An Evening with the Great Linda Ronstadt
11/21/2016
Considered the “most versatile vocalist of the modern era,” you know that when Linda Ronstadt takes the stage, the crowd will rise, and shake the rafters. That was the case at the Tilles Center, in Brookville, Long Island last Thursday night. She’s not on a concert tour, nor a book tour (her bestselling memoir, Simple Dreams, came out in 2013), and there’s really nothing to “plug,” but it’s just Linda and her fans, who followed her career since the late ‘60s, and continue to support her in this chapter of her career. In 2009, Linda gave her last concert, and announced her retirement; her diagnosis of Parkinson’s the reason. These appearances are being called a “public speaking engagement,” a way to connect with the people she loved singing to, and for.

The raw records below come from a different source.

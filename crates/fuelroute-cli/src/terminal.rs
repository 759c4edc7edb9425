//! Terminal styling and number formatting.

/// ANSI escape codes for text styling and colors.
pub mod colors {
    /// Reset all styling.
    pub const RESET: &str = "\x1b[0m";
    /// Bold reverse green for the START tag.
    pub const TAG_START: &str = "\x1b[1;7;32m";
    /// Bold reverse yellow for FUEL tags.
    pub const TAG_FUEL: &str = "\x1b[1;7;33m";
    /// Bold reverse magenta for the GOAL tag.
    pub const TAG_GOAL: &str = "\x1b[1;7;35m";
    /// Bright bold white for station names.
    pub const WHITE_BOLD: &str = "\x1b[1;97m";
    /// Gray for addresses and decorations.
    pub const GRAY: &str = "\x1b[90m";
    /// Cyan for distances.
    pub const CYAN: &str = "\x1b[36m";
    /// Green for money.
    pub const GREEN: &str = "\x1b[32m";
}

/// Resolved color codes, or empty strings when color is disabled.
#[derive(Debug, Clone, Copy)]
pub struct ColorPalette {
    pub reset: &'static str,
    pub tag_start: &'static str,
    pub tag_fuel: &'static str,
    pub tag_goal: &'static str,
    pub white_bold: &'static str,
    pub gray: &'static str,
    pub cyan: &'static str,
    pub green: &'static str,
}

impl ColorPalette {
    #[must_use]
    pub const fn colored() -> Self {
        Self {
            reset: colors::RESET,
            tag_start: colors::TAG_START,
            tag_fuel: colors::TAG_FUEL,
            tag_goal: colors::TAG_GOAL,
            white_bold: colors::WHITE_BOLD,
            gray: colors::GRAY,
            cyan: colors::CYAN,
            green: colors::GREEN,
        }
    }

    #[must_use]
    pub const fn plain() -> Self {
        Self {
            reset: "",
            tag_start: "",
            tag_fuel: "",
            tag_goal: "",
            white_bold: "",
            gray: "",
            cyan: "",
            green: "",
        }
    }

    /// `colored()` when [`supports_color`] says so, otherwise `plain()`.
    #[must_use]
    pub fn detect() -> Self {
        if supports_color() {
            Self::colored()
        } else {
            Self::plain()
        }
    }
}

impl Default for ColorPalette {
    fn default() -> Self {
        Self::detect()
    }
}

/// Whether ANSI colors should be used.
///
/// Respects `NO_COLOR` (https://no-color.org/) and `TERM=dumb`.
#[must_use]
pub fn supports_color() -> bool {
    if std::env::var_os("NO_COLOR").is_some() {
        return false;
    }
    if let Ok(term) = std::env::var("TERM") {
        if term.eq_ignore_ascii_case("dumb") {
            return false;
        }
    }
    true
}

/// Format a number with thousand separators.
///
/// ```
/// # use fuelroute_cli::terminal::format_with_separators;
/// assert_eq!(format_with_separators(999), "999");
/// assert_eq!(format_with_separators(1234567), "1,234,567");
/// ```
#[must_use]
pub fn format_with_separators(n: u64) -> String {
    let s = n.to_string();
    let mut result = String::with_capacity(s.len() + s.len() / 3);
    for (i, c) in s.chars().enumerate() {
        if i > 0 && (s.len() - i) % 3 == 0 {
            result.push(',');
        }
        result.push(c);
    }
    result
}

/// Format miles with one decimal and thousand separators, e.g. `1,234.5 mi`.
#[must_use]
pub fn format_miles(miles: f64) -> String {
    let tenths = (miles.max(0.0) * 10.0).round() as u64;
    format!("{}.{} mi", format_with_separators(tenths / 10), tenths % 10)
}

/// Format dollars with two decimals and thousand separators, e.g. `$1,234.56`.
#[must_use]
pub fn format_money(dollars: f64) -> String {
    let cents = (dollars.max(0.0) * 100.0).round() as u64;
    format!("${}.{:02}", format_with_separators(cents / 100), cents % 100)
}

John Boylan and Linda Ronstadt
Escorted by her longtime manager, John Boylan, Linda sits in front of a large movie screen which allows her career to pass in pictures before our eyes, beginning with her early years, growing up with music all around her, and singing her favorite Mexican tunes with her brothers and sister in their Tucson, Arizona living room. At the age of two, Linda says, “I was told I could sing.” She learned to harmonize with her sister, and it’s the kind of singing she likes best; and the ballad is the preferred choice of song, but, she says, “I knew I’d have to include livelier songs.”
While her siblings went on to other things, Linda kept to the singing and at 17 went to California and began hanging at the famous Troubadour club, meeting other singers, playing with new musicians, and formed The Stone Poneys. Upon the screen comes a black and white photo of Linda at 17 with the 19 year old Jackson Browne, and a few other guys like Glenn Frey, Don Henley, Randy Meisner, who joined her backup band. Her first hit, “Different Drum,” came off the band’s second album. “At one point,” Linda says, “they told me they want to go off to form their own band.” That’s how the Eagles came to be. In 1968, Linda went solo.
Her versatile career took a turn into country music in her collaboration with good friends, Dolly Parton and Emmylou Harris, for two top selling albums, Trio and Trio II. “Emmylou called me up and told me to come over, that Dolly was there. I did, and we sang together and thought, ‘a ha.’ ” At one point in her career, she “wanted to perform on a stage that had a curtain,” which drew a laugh. That desire brought her to the Public Theatre and a role in the hit musical, Pirates of Penzance, with Kevin Kline and Rex Smith, which also took her and her role as Mabel to the movie version. There came a point when she wanted to improve her range and vocal presentation, and knew that with one of the great American standards, there’s no room for error. She called up Nelson Riddle one day and asked if he’d work with her on one of the great classics, like the kind Frank Sinatra sang. “I was hoping he’d work on one song, but he came ready to do a whole album,” she says. “It was the most thrilling thing.”
John Platt and Linda Ronstadt
Of the onset of Parkinson’s, she first noticed it in 2000, “I knew it in my voice. It became more and more difficult to sing, and could only really whisper, and not always stayed in tune.” Appearing healthy and happy now, with a few pounds added to her once slight frame, Linda has, to the audience, come to terms with the diagnosis. In the second part of the night’s event, WFUV-FM radio host John Platt, joined her to do a Q and A with questions already submitted by audience members, covering topics like Was she ever interested in songwriting? “No, though I did write one song, I was never much of a writer, no desire to get into the songwriting business.” What does she do now? “More talking now. When friends come over, we used to sing a lot, now we talk a lot. I’m also interested in what happens with our immigration laws, and protect those who may be affected.” The crowd erupted with approval. Linda is also busy raising her adopted children, Carlos and Mary, and although she’s been linked to some celebrity beaus like George Lucas and Gov. Jerry Brown, had no interest in marrying. She has said, “it was not important to me.”
She can also reflect on a career that “defined a generation,” as one reviewer posted, garnering her multiple Grammy’s; the 2013 election to the Rock and Roll Hall of Fame (despite her assertion that she was not a rock and roll singer); the Latin Grammy for Lifetime Achievement; and in 2014 at a White House ceremony, President Obama awarded her the National Medal of Arts.
In the opening paragraph of her epilogue, in the memoir, “Simple Dreams,” Linda writes this: “I live these days with my two children, and am watching them navigate the wonderful and strange passage from teenager to young adult. They both play instruments, have a lively and active interest in music, and use it to process their feelings in a private setting. This is the fundamental value of music, and I feel sorry for a culture that depends too much on delegating its musical expression to professionals. It is fine to have heroes, but we should do our own singing first, even if it is never heard beyond the shower curtain.”